Most theoretical treatments of Nuclear Magnetic Resonance (NMR) measurements of porous media assume ideal pore geometries for the pores (i.e. slabs, spheres or cylinders) with welldefined
surface-to-volume ratios (S/V). This same assumption is commonly adopted for naturally occurring materials, where the pore geometry can differ substantially from these ideal shapes. In this paper the effect of the roughness of the pore surface on the T2 relaxation spectrum is studied.

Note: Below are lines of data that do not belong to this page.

//! HTTP API endpoint handlers.

use std::sync::Arc;

use axum::{
    Json,
    body::Bytes,
    extract::{Path, State},
    http::StatusCode,
};

use crate::{
    infrastructure::dto::http::{
        CreateRoomRequest, CreateRoomResponse, ErrorDto, HealthDto, RoomStatsDto,
    },
    ui::state::AppState,
    usecase::GetRoomStatsError,
};

/// Health check endpoint
pub async fn health_check(State(state): State<Arc<AppState>>) -> Json<HealthDto> {
    let report = state.get_health_usecase.execute().await;
    Json(HealthDto {
        status: "ok".to_string(),
        rooms: report.rooms,
        global_users: report.global_live_users,
    })
}

/// Create a room with an optional display name.
///
/// The body is optional; a present but malformed body is a 400 and no room
/// is created.
pub async fn create_room(
    State(state): State<Arc<AppState>>,
    body: Bytes,
) -> Result<Json<CreateRoomResponse>, (StatusCode, Json<ErrorDto>)> {
    let request: CreateRoomRequest = if body.is_empty() {
        CreateRoomRequest::default()
    } else {
        match serde_json::from_slice(&body) {
            Ok(request) => request,
            Err(e) => {
                tracing::warn!("Rejected create-room request with malformed body: {}", e);
                return Err((
                    StatusCode::BAD_REQUEST,
                    Json(ErrorDto {
                        error: "Invalid request body".to_string(),
                    }),
                ));
            }
        }
    };

    match state.create_room_usecase.execute(request.name).await {
        Ok(summary) => Ok(Json(CreateRoomResponse {
            room_id: summary.code.into_string(),
            room_name: summary.name.into_string(),
        })),
        Err(e) => {
            tracing::error!("Create room failed: {}", e);
            Err((
                StatusCode::INTERNAL_SERVER_ERROR,
                Json(ErrorDto {
                    error: "Failed to create room".to_string(),
                }),
            ))
        }
    }
}

/// Get room stats by identifier. Unlike join resolution, admin lookups do
/// not fall back to the global room.
pub async fn get_room_stats(
    State(state): State<Arc<AppState>>,
    Path(room_id): Path<String>,
) -> Result<Json<RoomStatsDto>, (StatusCode, Json<ErrorDto>)> {
    match state.get_room_stats_usecase.execute(room_id).await {
        Ok((summary, stats)) => Ok(Json(RoomStatsDto::from_room_stats(
            &summary.code,
            &summary.name,
            stats,
        ))),
        Err(GetRoomStatsError::RoomNotFound) => Err((
            StatusCode::NOT_FOUND,
            Json(ErrorDto {
                error: "Room not found".to_string(),
            }),
        )),
    }
}
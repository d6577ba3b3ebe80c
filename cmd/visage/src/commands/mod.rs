//! CLI commands module.

mod calibrate;
mod classify;
mod enroll;
mod info;
mod mine;
mod util;

pub use calibrate::CalibrateCommand;
pub use classify::ClassifyCommand;
pub use enroll::EnrollCommand;
pub use info::InfoCommand;
pub use mine::MineCommand;

pub(crate) use util::*;
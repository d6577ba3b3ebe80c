use std::error::Error as StdError;

use thiserror::Error;
use visage_metric::MetricError;

/// Errors returned by sampling, mining and training.
#[derive(Debug, Error)]
pub enum TripletError {
    /// The dataset has fewer distinct classes than one batch needs.
    #[error("dataset exhausted: {classes} distinct classes, need {required} per batch")]
    DatasetExhausted { classes: usize, required: usize },

    #[error("invalid sampler config: {0}")]
    InvalidConfig(String),

    #[error("margin must be positive and finite, got {0}")]
    InvalidMargin(f32),

    #[error("batch length mismatch: {embeddings} embeddings, {labels} labels")]
    LengthMismatch { embeddings: usize, labels: usize },

    #[error("triplet index {index} out of range for a batch of {len}")]
    TripletOutOfRange { index: usize, len: usize },

    #[error(transparent)]
    Metric(#[from] MetricError),

    /// Failure raised by the embedding model or its checkpoint sink,
    /// passed through unchanged.
    #[error("model: {0}")]
    Model(#[source] Box<dyn StdError + Send + Sync>),
}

By homogenization of the problem using an electrostatic approach it is found that the effective surface relaxivity can increase dramatically in the presence of rough surfaces. This leads to a situation where the system responds as a pore with a smooth surface, but with
significantly increased surface relaxivity. As a result the standard approach of assuming an idealized geometry with known
surface to-volume and inverting the T2 relaxation spectrum to a pore size distribution is no longer valid. The effective relaxivity is found to be fairly insensitive to the shape of the roughness but strongly dependent on the width and depth of the surface geometry.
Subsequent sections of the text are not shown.